A source of interesting data about alternate grocery stores is the advertising leaflets that they send to everyone, as junk mail. It would be easy to scan these documents, extract info, and analyze them, and discover new producers or manufacturers worth talking to. I'm sure it's a goldmine of competitive intelligence, it even includes price information. 

If it does not exist yet, it could be a great idea to create a startup around this concept of gathering product, price, and producer info, and selling it to third parties. The data could be provided by customers submitting copies of grocery purchase receipts over the Internet. Maybe via cell phone, using a mobile app that scan the receipt and send it to the company.
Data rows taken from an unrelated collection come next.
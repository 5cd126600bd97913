use std::collections::BTreeSet;

use chrono::NaiveDate;
use itertools::Itertools;

use crate::{
    data::{ChartEntry, Column},
    normalize::NormalizedDay,
};

/// Long-form table of every chart day, in source order. Never mutated after
/// assembly; filters produce views over it.
#[derive(Debug, Clone, Default, PartialEq)]
pub struct ChartTable {
    columns: Vec<Column>,
    entries: Vec<ChartEntry>,
}

impl ChartTable {
    pub fn new(columns: Vec<Column>, entries: Vec<ChartEntry>) -> Self {
        Self { columns, entries }
    }

    pub fn columns(&self) -> &[Column] {
        &self.columns
    }

    pub fn entries(&self) -> &[ChartEntry] {
        &self.entries
    }

    pub fn len(&self) -> usize {
        self.entries.len()
    }

    pub fn is_empty(&self) -> bool {
        self.entries.is_empty()
    }

    /// Earliest and latest chart dates, if any rows exist.
    pub fn date_bounds(&self) -> Option<(NaiveDate, NaiveDate)> {
        self.entries
            .iter()
            .map(|entry| entry.date)
            .minmax()
            .into_option()
    }

    /// Sorted distinct artist names, the artist picker's options.
    pub fn artists(&self) -> Vec<String> {
        self.entries
            .iter()
            .map(|entry| entry.artist.as_str())
            .collect::<BTreeSet<_>>()
            .into_iter()
            .map(str::to_string)
            .collect()
    }
}

/// Concatenates per-day tables in the order given. Columns keep canonical
/// order and only include those some contributing day actually carried.
pub fn merge_days<I>(days: I) -> ChartTable
where
    I: IntoIterator<Item = NormalizedDay>,
{
    let mut present = BTreeSet::new();
    let mut entries = Vec::new();
    for day in days {
        if day.entries.is_empty() {
            continue;
        }
        present.extend(day.columns.iter().copied());
        entries.extend(day.entries);
    }
    if entries.is_empty() {
        return ChartTable::default();
    }
    let columns = Column::CANONICAL_ORDER
        .into_iter()
        .filter(|column| present.contains(column))
        .collect();
    ChartTable::new(columns, entries)
}

#[cfg(test)]
mod tests {
    use super::*;

    fn entry(day: u32, position: u32, track: &str, artist: &str) -> ChartEntry {
        ChartEntry {
            date: NaiveDate::from_ymd_opt(2025, 1, day).unwrap(),
            position,
            track: track.to_string(),
            artist: artist.to_string(),
            streams: 100.0,
            url: String::new(),
        }
    }

    fn normalized(entries: Vec<ChartEntry>) -> NormalizedDay {
        NormalizedDay {
            source: "test".to_string(),
            columns: Column::CANONICAL_ORDER.to_vec(),
            entries,
            dropped: Vec::new(),
        }
    }

    #[test]
    fn merge_keeps_source_order() {
        let table = merge_days(vec![
            normalized(vec![entry(3, 1, "C", "x"), entry(3, 2, "D", "x")]),
            normalized(Vec::new()),
            normalized(vec![entry(1, 1, "A", "y")]),
        ]);
        let tracks = table
            .entries()
            .iter()
            .map(|e| e.track.as_str())
            .collect::<Vec<_>>();
        assert_eq!(tracks, vec!["C", "D", "A"]);
        assert_eq!(table.columns(), &Column::CANONICAL_ORDER);
        assert_eq!(
            table.date_bounds(),
            Some((
                NaiveDate::from_ymd_opt(2025, 1, 1).unwrap(),
                NaiveDate::from_ymd_opt(2025, 1, 3).unwrap()
            ))
        );
    }

    #[test]
    fn merge_of_nothing_is_empty() {
        let table = merge_days(vec![normalized(Vec::new())]);
        assert!(table.is_empty());
        assert!(table.columns().is_empty());
        assert_eq!(table.date_bounds(), None);
    }

    #[test]
    fn artists_are_sorted_and_distinct() {
        let table = merge_days(vec![normalized(vec![
            entry(1, 1, "A", "Zeb"),
            entry(1, 2, "B", "Abida"),
            entry(2, 1, "A", "Zeb"),
        ])]);
        assert_eq!(table.artists(), vec!["Abida".to_string(), "Zeb".to_string()]);
    }
}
The motivation for someone to use this app would be cash rewards (lottery) and contributing to increased competition and thus better consumer satisfaction. I have proposed the same idea in the context of healthcare pricing, offering prices (reported by users) broken down per procedure and hospital, with confidence intervals for each price: having the public collect the data, in other words crowd sourcing as a source of (hidden) data acquisition.

Comment by Vincent Granville on June 8, 2013 at 12:34pm

Another metric: variety. If the food you sell is not varied enough, you start loosing high end customers. From a business perspective it can be either good or bad, either done on purpose or accidentally. Your supermarket might eventually become a Walmart of retail food. But who cares if it ends up being more profitable?